Every line with "crate" in it should be copied from the data.
----- Material provided
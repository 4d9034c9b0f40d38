//! Google credentials: service account keys and bearer tokens

use chrono::Utc;
use jsonwebtoken::{Algorithm, EncodingKey, Header};
use log::{debug, info};
use serde::{Deserialize, Serialize};
use std::path::Path;
use std::time::{Duration, Instant};
use tokio::sync::Mutex;

use crate::config::{CredentialSource, SCOPES};
use crate::error::{TrackerError, TrackerResult};

const DEFAULT_TOKEN_URI: &str = "https://oauth2.googleapis.com/token";
const TOKEN_LIFETIME: i64 = 3600;
/// Refresh this long before the token actually expires
const EXPIRY_MARGIN: Duration = Duration::from_secs(60);

fn default_token_uri() -> String {
    DEFAULT_TOKEN_URI.to_string()
}

/// The fields of a service account JSON key the tracker uses
#[derive(Debug, Clone, Deserialize)]
pub struct ServiceAccountKey {
    pub client_email: String,
    pub private_key: String,
    #[serde(default = "default_token_uri")]
    pub token_uri: String,
    #[serde(default)]
    pub project_id: Option<String>,
}

impl ServiceAccountKey {
    pub fn from_json(json: &str) -> TrackerResult<Self> {
        serde_json::from_str(json)
            .map_err(|e| TrackerError::Auth(format!("invalid service account key: {}", e)))
    }

    pub fn from_file(path: impl AsRef<Path>) -> TrackerResult<Self> {
        let contents = std::fs::read_to_string(path.as_ref())?;
        Self::from_json(&contents)
    }
}

#[derive(Debug, Serialize)]
struct Claims<'a> {
    iss: &'a str,
    scope: String,
    aud: &'a str,
    iat: i64,
    exp: i64,
}

#[derive(Debug, Deserialize)]
struct TokenResponse {
    access_token: String,
    #[serde(default)]
    expires_in: Option<u64>,
}

#[derive(Debug)]
struct CachedToken {
    value: String,
    refresh_at: Instant,
}

#[derive(Debug)]
enum Method {
    ServiceAccount(ServiceAccountKey),
    Static(String),
}

/// Hands out bearer tokens for the Sheets and Drive APIs
#[derive(Debug)]
pub struct Authenticator {
    method: Method,
    http: reqwest::Client,
    cached: Mutex<Option<CachedToken>>,
}

impl Authenticator {
    pub fn from_source(source: &CredentialSource, http: reqwest::Client) -> TrackerResult<Self> {
        let method = match source {
            CredentialSource::Inline(json) => Method::ServiceAccount(ServiceAccountKey::from_json(json)?),
            CredentialSource::File(path) => Method::ServiceAccount(ServiceAccountKey::from_file(path)?),
            CredentialSource::AccessToken(token) => Method::Static(token.clone()),
        };
        if let Method::ServiceAccount(key) = &method {
            info!("Using service account {}", key.client_email);
        }
        Ok(Self {
            method,
            http,
            cached: Mutex::new(None),
        })
    }

    /// A valid access token, minting a new one when the cached one is stale
    pub async fn token(&self) -> TrackerResult<String> {
        let key = match &self.method {
            Method::Static(token) => return Ok(token.clone()),
            Method::ServiceAccount(key) => key,
        };

        let mut cached = self.cached.lock().await;
        if let Some(token) = cached.as_ref() {
            if Instant::now() < token.refresh_at {
                return Ok(token.value.clone());
            }
        }

        let fresh = self.exchange(key).await?;
        let value = fresh.access_token.clone();
        *cached = Some(fresh.into_cached());
        Ok(value)
    }

    async fn exchange(&self, key: &ServiceAccountKey) -> TrackerResult<TokenResponse> {
        let assertion = sign_assertion(key, Utc::now().timestamp())?;
        debug!("Requesting access token from {}", key.token_uri);

        let response = self
            .http
            .post(&key.token_uri)
            .form(&[
                ("grant_type", "urn:ietf:params:oauth:grant-type:jwt-bearer"),
                ("assertion", assertion.as_str()),
            ])
            .send()
            .await?;

        let status = response.status();
        if !status.is_success() {
            let body = response.text().await.unwrap_or_default();
            return Err(TrackerError::Auth(format!(
                "token endpoint returned {}: {}",
                status, body
            )));
        }
        Ok(response.json::<TokenResponse>().await?)
    }
}

impl TokenResponse {
    fn into_cached(self) -> CachedToken {
        let lifetime = Duration::from_secs(self.expires_in.unwrap_or(TOKEN_LIFETIME as u64));
        CachedToken {
            value: self.access_token,
            refresh_at: Instant::now() + lifetime.saturating_sub(EXPIRY_MARGIN),
        }
    }
}

/// RS256 JWT assertion for the OAuth token exchange
pub fn sign_assertion(key: &ServiceAccountKey, issued_at: i64) -> TrackerResult<String> {
    let claims = Claims {
        iss: &key.client_email,
        scope: SCOPES.join(" "),
        aud: &key.token_uri,
        iat: issued_at,
        exp: issued_at + TOKEN_LIFETIME,
    };
    let encoding_key = EncodingKey::from_rsa_pem(key.private_key.as_bytes())
        .map_err(|e| TrackerError::Auth(format!("invalid private key: {}", e)))?;
    jsonwebtoken::encode(&Header::new(Algorithm::RS256), &claims, &encoding_key)
        .map_err(|e| TrackerError::Auth(format!("failed to sign assertion: {}", e)))
}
----------
Exercise answer:
use crate::config::{CredentialSource, SCOPES};
use crate::error::{TrackerError, TrackerResult};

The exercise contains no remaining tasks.